D: Cosa ne pensi del Blackn[è]ss fest e perché è importante uno spazio come questo in Italia?
R: Il primo anno del Blackn[è]ss fest non ho potuto partecipare ma è stato bellissimo vedere, seppur da lontano, così tante persone razzializzate tutte insieme. Ho partecipato al secondo anno come spettatrice e panelist ed è stato ancora più incredibile vedere così tante persone parlare di temi fondamentali come la salute mentale, l’arte e la danza nel mondo black, l’appropriazione culturale e il twerking. È un momento importante anche perché puoi togliere una maschera e sentirti in uno spazio sicuro. Piangi e ridi. Ti diverti e balli. L’esibizione è un momento di festa ma anche di collettività e di resistenza perché, ciò che diciamo sempre, “essere felici in una società razzista è un atto di resistenza”. Quindi essere lì a ballare dopo aver pianto durante un panel è una forma di resistenza: siamo felici di aver trovato una comunità, uno spazio accogliente, di poter esprimere noi stessi attraverso il nostro lavoro o il nostro attivismo. È stato tutto bellissimo. E quest’anno sono ancora più contenta perché faccio parte del comitato creativo.
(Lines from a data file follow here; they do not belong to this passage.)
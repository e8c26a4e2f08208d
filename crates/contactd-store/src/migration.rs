//! Database schema migrations for the SQLite snapshot.
//!
//! Applied versions are recorded in `schema_migrations`. Pending steps run
//! in one transaction together with their version rows, so a failed upgrade
//! leaves the previous schema intact.

use rusqlite::Connection;

use crate::error::{Result, StoreError};

/// Current schema version.
pub const CURRENT_VERSION: u32 = 1;

/// Initialize or migrate the database schema.
///
/// Idempotent: safe to call on every open.
pub fn migrate(conn: &mut Connection) -> Result<()> {
    conn.execute(
        "CREATE TABLE IF NOT EXISTS schema_migrations (
            version INTEGER PRIMARY KEY,
            applied_at INTEGER NOT NULL
        )",
        [],
    )?;

    let current: u32 = conn.query_row(
        "SELECT COALESCE(MAX(version), 0) FROM schema_migrations",
        [],
        |row| row.get(0),
    )?;

    if current > CURRENT_VERSION {
        return Err(StoreError::Migration(format!(
            "database schema version {current} is newer than supported version {CURRENT_VERSION}"
        )));
    }

    if current < CURRENT_VERSION {
        let tx = conn.transaction()?;

        for version in (current + 1)..=CURRENT_VERSION {
            apply_migration(&tx, version)?;

            tx.execute(
                "INSERT INTO schema_migrations (version, applied_at) VALUES (?1, ?2)",
                rusqlite::params![version, now_millis()],
            )?;
        }

        tx.commit()?;
    }

    Ok(())
}

fn apply_migration(conn: &Connection, version: u32) -> Result<()> {
    match version {
        1 => apply_v1(conn),
        _ => Err(StoreError::Migration(format!(
            "unknown migration version: {}",
            version
        ))),
    }
}

/// Migration v1: contacts table.
fn apply_v1(conn: &Connection) -> Result<()> {
    conn.execute_batch(
        r#"
        -- One row per contact, in snapshot order.
        CREATE TABLE contacts (
            position INTEGER PRIMARY KEY,     -- order within the snapshot
            id INTEGER NOT NULL UNIQUE,       -- u64 stored bit-for-bit as i64
            title TEXT NOT NULL,
            name TEXT NOT NULL DEFAULT '',
            email TEXT NOT NULL DEFAULT '',
            phone_number TEXT NOT NULL DEFAULT ''
        );
        "#,
    )?;

    Ok(())
}

/// Current time in milliseconds.
fn now_millis() -> i64 {
    use std::time::{SystemTime, UNIX_EPOCH};
    SystemTime::now()
        .duration_since(UNIX_EPOCH)
        .map(|d| d.as_millis() as i64)
        .unwrap_or(0)
}

#[cfg(test)]
mod tests {
    use super::*;

    #[test]
    fn test_migration_creates_tables() {
        let mut conn = Connection::open_in_memory().unwrap();
        migrate(&mut conn).unwrap();

        let tables: Vec<String> = conn
            .prepare("SELECT name FROM sqlite_master WHERE type='table' ORDER BY name")
            .unwrap()
            .query_map([], |row| row.get(0))
            .unwrap()
            .collect::<std::result::Result<Vec<_>, _>>()
            .unwrap();

        assert!(tables.contains(&"contacts".to_string()));
        assert!(tables.contains(&"schema_migrations".to_string()));
    }

    #[test]
    fn test_migration_idempotent() {
        let mut conn = Connection::open_in_memory().unwrap();
        migrate(&mut conn).unwrap();
        migrate(&mut conn).unwrap();

        let version: u32 = conn
            .query_row("SELECT MAX(version) FROM schema_migrations", [], |row| {
                row.get(0)
            })
            .unwrap();
        assert_eq!(version, CURRENT_VERSION);
    }

    #[test]
    fn test_migration_rejects_newer_schema() {
        let mut conn = Connection::open_in_memory().unwrap();
        migrate(&mut conn).unwrap();
        conn.execute(
            "INSERT INTO schema_migrations (version, applied_at) VALUES (?1, 0)",
            [CURRENT_VERSION + 1],
        )
        .unwrap();

        assert!(matches!(migrate(&mut conn), Err(StoreError::Migration(_))));
    }
}
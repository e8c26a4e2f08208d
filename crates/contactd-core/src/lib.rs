//! # contactd core
//!
//! Pure primitives for the contact directory: the [`Contact`] record, the
//! entity-tag derivation, and the conditional-request rules that decide how
//! `If-Match` / `If-None-Match` interact with reads and writes.
//!
//! This crate contains no I/O, no storage, no networking.
//!
//! ## Key Types
//!
//! - [`Contact`] - A directory entry, equal to another contact iff the ids match
//! - [`ContactId`] - Store-assigned identifier (0 means unassigned)
//! - [`ContactBody`] - A decoded request body, every field optional
//! - [`EntityTag`] - Opaque version token derived from a contact's fields
//! - [`Preconditions`] - Parsed `If-Match` / `If-None-Match` headers
//!
//! ## Entity tags
//!
//! Tags are never stored. They are recomputed from the current field values
//! on every read and after every mutation; see [`etag`].

pub mod contact;
pub mod error;
pub mod etag;
pub mod precondition;
pub mod types;
pub mod validation;

pub use contact::{Contact, ContactBody};
pub use error::{CoreError, ValidationError};
pub use etag::EntityTag;
pub use precondition::{Preconditions, ReadDecision, TagMatch, WriteDecision};
pub use types::ContactId;
pub use validation::{is_blank, validate_contact};
//! SQLite implementation of the Snapshot trait.
//!
//! Uses rusqlite with bundled SQLite, wrapped in async via
//! tokio::spawn_blocking. The whole table is replaced in one transaction on
//! every save.

use std::path::Path;
use std::sync::{Arc, Mutex, MutexGuard};

use async_trait::async_trait;
use contactd_core::{Contact, ContactId};
use rusqlite::{params, Connection};

use crate::error::{Result, StoreError};
use crate::migration;
use crate::traits::Snapshot;

/// SQLite-backed snapshot.
///
/// Thread-safe via internal Mutex. All operations use spawn_blocking
/// to avoid blocking the async runtime.
pub struct SqliteSnapshot {
    conn: Arc<Mutex<Connection>>,
}

impl SqliteSnapshot {
    /// Open a SQLite database at the given path.
    ///
    /// Creates the file and runs migrations if it doesn't exist, so a
    /// missing database loads as an empty directory.
    pub fn open(path: impl AsRef<Path>) -> Result<Self> {
        let mut conn = Connection::open(path)?;
        migration::migrate(&mut conn)?;
        Ok(Self {
            conn: Arc::new(Mutex::new(conn)),
        })
    }

    /// Open an in-memory SQLite database. Useful for testing.
    pub fn open_memory() -> Result<Self> {
        let mut conn = Connection::open_in_memory()?;
        migration::migrate(&mut conn)?;
        Ok(Self {
            conn: Arc::new(Mutex::new(conn)),
        })
    }
}

fn lock(conn: &Mutex<Connection>) -> Result<MutexGuard<'_, Connection>> {
    conn.lock().map_err(|_| StoreError::Poisoned)
}

/// Run a blocking database closure off the async runtime.
async fn run_blocking<F, T>(f: F) -> Result<T>
where
    F: FnOnce() -> Result<T> + Send + 'static,
    T: Send + 'static,
{
    tokio::task::spawn_blocking(f)
        .await
        .map_err(|e| StoreError::Task(format!("spawn_blocking failed: {}", e)))?
}

// Ids are u64 on the wire; SQLite integers are i64. The cast is a bit-for-bit
// reinterpretation in both directions, so every id survives the round trip.
fn row_to_contact(row: &rusqlite::Row<'_>) -> rusqlite::Result<Contact> {
    let id: i64 = row.get("id")?;
    Ok(Contact {
        id: ContactId::new(id as u64),
        title: row.get("title")?,
        name: row.get("name")?,
        email: row.get("email")?,
        phone_number: row.get("phone_number")?,
    })
}

#[async_trait]
impl Snapshot for SqliteSnapshot {
    async fn load(&self) -> Result<Vec<Contact>> {
        let conn = Arc::clone(&self.conn);

        run_blocking(move || {
            let conn = lock(&conn)?;
            let mut stmt = conn.prepare(
                "SELECT id, title, name, email, phone_number
                 FROM contacts ORDER BY position",
            )?;
            let contacts = stmt
                .query_map([], row_to_contact)?
                .collect::<rusqlite::Result<Vec<_>>>()?;
            Ok(contacts)
        })
        .await
    }

    async fn save(&self, contacts: &[Contact]) -> Result<()> {
        let contacts = contacts.to_vec();
        let conn = Arc::clone(&self.conn);

        run_blocking(move || {
            let mut conn = lock(&conn)?;
            let tx = conn.transaction()?;
            tx.execute("DELETE FROM contacts", [])?;
            {
                let mut stmt = tx.prepare(
                    "INSERT INTO contacts (position, id, title, name, email, phone_number)
                     VALUES (?1, ?2, ?3, ?4, ?5, ?6)",
                )?;
                for (position, contact) in contacts.iter().enumerate() {
                    stmt.execute(params![
                        position as i64,
                        contact.id.get() as i64,
                        contact.title,
                        contact.name,
                        contact.email,
                        contact.phone_number,
                    ])?;
                }
            }
            tx.commit()?;
            Ok(())
        })
        .await
    }
}

#[cfg(test)]
mod tests {
    use super::*;

    fn sample() -> Vec<Contact> {
        vec![
            Contact::new("zeta", "Z", "z@example.com", "9").with_id(42),
            Contact::new("alpha", "A", "", "").with_id(7),
            Contact::new("max", "", "", "").with_id(u64::MAX),
        ]
    }

    #[tokio::test]
    async fn test_sqlite_empty_on_open() {
        let snapshot = SqliteSnapshot::open_memory().unwrap();
        assert!(snapshot.load().await.unwrap().is_empty());
    }

    #[tokio::test]
    async fn test_sqlite_save_then_load_keeps_order() {
        let snapshot = SqliteSnapshot::open_memory().unwrap();
        snapshot.save(&sample()).await.unwrap();

        let loaded = snapshot.load().await.unwrap();
        assert_eq!(loaded.len(), 3);
        for (a, b) in loaded.iter().zip(sample().iter()) {
            assert!(a.same_fields(b));
        }
    }

    #[tokio::test]
    async fn test_sqlite_save_replaces_rows() {
        let snapshot = SqliteSnapshot::open_memory().unwrap();
        snapshot.save(&sample()).await.unwrap();
        snapshot.save(&sample()[..1]).await.unwrap();

        let loaded = snapshot.load().await.unwrap();
        assert_eq!(loaded.len(), 1);
        assert_eq!(loaded[0].title, "zeta");
    }

    #[tokio::test]
    async fn test_sqlite_persists_across_open() {
        let dir = tempfile::tempdir().unwrap();
        let path = dir.path().join("contacts.db");

        SqliteSnapshot::open(&path)
            .unwrap()
            .save(&sample())
            .await
            .unwrap();

        let reopened = SqliteSnapshot::open(&path).unwrap();
        let loaded = reopened.load().await.unwrap();
        assert_eq!(loaded.len(), 3);
        assert_eq!(loaded[2].id, ContactId::new(u64::MAX));
    }

    #[tokio::test]
    async fn test_sqlite_duplicate_ids_rejected_atomically() {
        let snapshot = SqliteSnapshot::open_memory().unwrap();
        snapshot.save(&sample()).await.unwrap();

        let dup = vec![
            Contact::new("a", "", "", "").with_id(1),
            Contact::new("b", "", "", "").with_id(1),
        ];
        assert!(matches!(
            snapshot.save(&dup).await,
            Err(StoreError::Database(_))
        ));
        assert_eq!(snapshot.load().await.unwrap().len(), 3);
    }
}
D: Progetti e lotte future?
R: C’è un progetto in cantiere di cui ancora non si può dire molto ma l’obiettivo più imminente è quello di laurearmi. In questi anni, grazie a una serie di viaggi in Senegal, ho fatto pace con le mie radici e con mia madre. E proprio con lei stiamo pensando di lanciare un negozio online di indumenti e oggetti artigianali realizzati da mio zio in Senegal. Questo lavoro insieme ci permette di guarire tutte le ferite che ci siamo fatte in questi anni e di questo sono contenta.